PROBLEM
Show each line of the listing in which the word "object" occurs.

INPUT MATERIAL
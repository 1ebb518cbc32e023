use std::cell::RefCell;
use std::collections::BTreeMap;
use std::env;
use std::fs;
use std::ops::Deref;
use std::path::{Path, PathBuf};
use std::rc::Rc;

use directories_next::ProjectDirs;
use serde_json::{Map, Value};
use thiserror::Error;
use tracing::{debug, warn};

pub const EXIFTOOL_KEY: &str = "exiftool";
pub const SETTINGS_FILE_NAME: &str = "settings.json";
pub const CONFIG_DIR_ENV: &str = "TIMESTAMPER_CONFIG_DIR";

#[derive(Debug, Error)]
pub enum SettingsError {
    #[error("could not determine a configuration directory")]
    NoConfigDir,

    #[error("failed to read settings file {path}: {source}")]
    Io {
        path: PathBuf,
        #[source]
        source: std::io::Error,
    },

    #[error("settings file {path} is not a JSON object: {source}")]
    Parse {
        path: PathBuf,
        #[source]
        source: serde_json::Error,
    },
}

/// Persistent key-value settings. Writes are assumed to succeed; stores that
/// can fail log instead of returning an error.
pub trait SettingsStore {
    fn get(&self, key: &str) -> Option<Value>;
    fn set(&mut self, key: &str, value: Value);
    fn remove(&mut self, key: &str);

    fn get_string(&self, key: &str) -> Option<String> {
        match self.get(key)? {
            Value::String(text) => Some(text),
            _ => None,
        }
    }
}

impl<S: SettingsStore + ?Sized> SettingsStore for Rc<RefCell<S>> {
    fn get(&self, key: &str) -> Option<Value> {
        self.borrow().get(key)
    }

    fn set(&mut self, key: &str, value: Value) {
        self.borrow_mut().set(key, value);
    }

    fn remove(&mut self, key: &str) {
        self.borrow_mut().remove(key);
    }
}

impl<S: SettingsStore + ?Sized> SettingsStore for &mut S {
    fn get(&self, key: &str) -> Option<Value> {
        (**self).get(key)
    }

    fn set(&mut self, key: &str, value: Value) {
        (**self).set(key, value);
    }

    fn remove(&mut self, key: &str) {
        (**self).remove(key);
    }
}

#[derive(Clone, Debug, Default, PartialEq)]
pub struct MemorySettings {
    values: BTreeMap<String, Value>,
}

impl MemorySettings {
    pub fn new() -> Self {
        Self::default()
    }

    pub fn values(&self) -> &BTreeMap<String, Value> {
        &self.values
    }
}

impl SettingsStore for MemorySettings {
    fn get(&self, key: &str) -> Option<Value> {
        self.values.get(key).cloned()
    }

    fn set(&mut self, key: &str, value: Value) {
        self.values.insert(key.to_string(), value);
    }

    fn remove(&mut self, key: &str) {
        self.values.remove(key);
    }
}

/// Settings kept in one JSON object file, written through on every change.
///
/// Not `Clone`: two copies would each write their own map over the file.
/// Share one through `Rc<RefCell<_>>` instead.
#[derive(Debug)]
pub struct JsonFileSettings {
    path: PathBuf,
    values: Map<String, Value>,
}

impl JsonFileSettings {
    /// Opens the file at `path`; a missing file starts out empty.
    pub fn open(path: impl Into<PathBuf>) -> Result<Self, SettingsError> {
        let path = path.into();
        if !path.exists() {
            debug!(path = %path.display(), "settings file does not exist yet");
            return Ok(Self {
                path,
                values: Map::new(),
            });
        }

        let contents = fs::read_to_string(&path).map_err(|source| SettingsError::Io {
            path: path.clone(),
            source,
        })?;
        let values = if contents.trim().is_empty() {
            Map::new()
        } else {
            serde_json::from_str(&contents).map_err(|source| SettingsError::Parse {
                path: path.clone(),
                source,
            })?
        };

        Ok(Self { path, values })
    }

    pub fn path(&self) -> &Path {
        &self.path
    }

    fn persist(&self) {
        if let Err(err) = self.try_persist() {
            warn!(path = %self.path.display(), "failed to write settings: {err}");
        }
    }

    fn try_persist(&self) -> std::io::Result<()> {
        if let Some(parent) = self.path.parent() {
            fs::create_dir_all(parent)?;
        }
        let encoded = serde_json::to_string_pretty(&self.values)?;
        fs::write(&self.path, encoded)
    }
}

impl SettingsStore for JsonFileSettings {
    fn get(&self, key: &str) -> Option<Value> {
        self.values.get(key).cloned()
    }

    fn set(&mut self, key: &str, value: Value) {
        self.values.insert(key.to_string(), value);
        self.persist();
    }

    fn remove(&mut self, key: &str) {
        if self.values.remove(key).is_some() {
            self.persist();
        }
    }
}

/// The directory holding `settings.json`.
#[derive(Clone, Debug, PartialEq, Eq)]
pub struct AppHome(pub PathBuf);

impl AppHome {
    /// `$TIMESTAMPER_CONFIG_DIR` when set, otherwise the platform config dir.
    pub fn resolve() -> Result<AppHome, SettingsError> {
        if let Ok(override_dir) = env::var(CONFIG_DIR_ENV) {
            return Ok(AppHome(PathBuf::from(override_dir)));
        }
        ProjectDirs::from("", "", "Timestamper")
            .map(|dirs| AppHome(dirs.config_dir().to_path_buf()))
            .ok_or(SettingsError::NoConfigDir)
    }

    pub fn file_path(&self, name: &str) -> PathBuf {
        self.0.join(name)
    }

    pub fn settings_path(&self) -> PathBuf {
        self.file_path(SETTINGS_FILE_NAME)
    }

    pub fn open_settings(&self) -> Result<JsonFileSettings, SettingsError> {
        JsonFileSettings::open(self.settings_path())
    }
}

impl Deref for AppHome {
    type Target = Path;

    fn deref(&self) -> &Self::Target {
        self.0.as_path()
    }
}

OUTPUT OF THE TASK
    #[error("settings file {path} is not a JSON object: {source}")]
/// Settings kept in one JSON object file, written through on every change.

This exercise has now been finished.